_Raw data_
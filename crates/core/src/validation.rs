//! Reference resolution for writes that carry foreign ids.
//!
//! Writes that reference other rows (order items, association edges) resolve
//! every referenced id before touching storage. When at least one reference
//! is missing, the write is answered with a NotFound outcome that enumerates
//! all of them - not just the first - and nothing is written.

use crate::outcome::MutationOutcome;

/// Accumulates missing-reference diagnostics for one write.
#[derive(Debug, Default)]
pub struct ReferenceChecks {
    missing: Vec<String>,
}

impl ReferenceChecks {
    pub fn new() -> Self {
        Self::default()
    }

    /// Record the result of resolving one reference; `message` is kept when
    /// the reference was not found.
    pub fn require(&mut self, found: bool, message: &str) {
        if !found {
            self.missing.push(message.to_string());
        }
    }

    /// True when every checked reference resolved.
    pub fn is_satisfied(&self) -> bool {
        self.missing.is_empty()
    }

    /// The NotFound outcome for this write, if any reference was missing.
    pub fn into_outcome(self) -> Option<MutationOutcome> {
        if self.missing.is_empty() {
            None
        } else {
            Some(MutationOutcome::not_found(self.missing))
        }
    }
}
//! Database model for order items.

use chrono::NaiveDateTime;
use diesel::prelude::*;
use serde::{Deserialize, Serialize};

use storefront_core::order_items::{NewOrderItem, OrderItem, OrderItemUpdate};

use crate::utils::parse_decimal_tolerant;

/// Database model for order items
#[derive(
    Queryable,
    Identifiable,
    Insertable,
    AsChangeset,
    Selectable,
    PartialEq,
    Serialize,
    Deserialize,
    Debug,
    Clone,
)]
#[diesel(table_name = crate::schema::order_items)]
#[diesel(check_for_backend(diesel::sqlite::Sqlite))]
pub struct OrderItemDB {
    pub id: String,
    pub unit_price: String,
    pub quantity: i32,
    pub order_id: String,
    pub product_id: String,
    pub created_at: NaiveDateTime,
    pub updated_at: NaiveDateTime,
}

// Conversion implementations
impl From<OrderItemDB> for OrderItem {
    fn from(db: OrderItemDB) -> Self {
        Self {
            id: db.id,
            unit_price: parse_decimal_tolerant(&db.unit_price, "unit_price"),
            quantity: db.quantity,
            order_id: db.order_id,
            product_id: db.product_id,
            created_at: db.created_at,
            updated_at: db.updated_at,
        }
    }
}

impl From<NewOrderItem> for OrderItemDB {
    fn from(domain: NewOrderItem) -> Self {
        let now = chrono::Utc::now().naive_utc();
        Self {
            id: domain.id.unwrap_or_default(),
            unit_price: domain.unit_price.to_string(),
            quantity: domain.quantity,
            order_id: domain.order_id,
            product_id: domain.product_id,
            created_at: now,
            updated_at: now,
        }
    }
}

impl From<OrderItemUpdate> for OrderItemDB {
    fn from(domain: OrderItemUpdate) -> Self {
        Self {
            id: domain.id.unwrap_or_default(),
            unit_price: domain.unit_price.to_string(),
            quantity: domain.quantity,
            order_id: domain.order_id,
            product_id: domain.product_id,
            created_at: NaiveDateTime::default(), // This will be filled from existing record
            updated_at: chrono::Utc::now().naive_utc(),
        }
    }
}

_Task objective_
Your output must contain exactly the lines from the one containing "let now = chrono::Utc::now().naive_utc();" to the final line of the data above, and no other text.

_Solution to this exercise_
        let now = chrono::Utc::now().naive_utc();
        Self {
            id: domain.id.unwrap_or_default(),
            unit_price: domain.unit_price.to_string(),
            quantity: domain.quantity,
            order_id: domain.order_id,
            product_id: domain.product_id,
            created_at: now,
            updated_at: now,
        }
    }
}

impl From<OrderItemUpdate> for OrderItemDB {
    fn from(domain: OrderItemUpdate) -> Self {
        Self {
            id: domain.id.unwrap_or_default(),
            unit_price: domain.unit_price.to_string(),
            quantity: domain.quantity,
            order_id: domain.order_id,
            product_id: domain.product_id,
            created_at: NaiveDateTime::default(), // This will be filled from existing record
            updated_at: chrono::Utc::now().naive_utc(),
        }
    }
}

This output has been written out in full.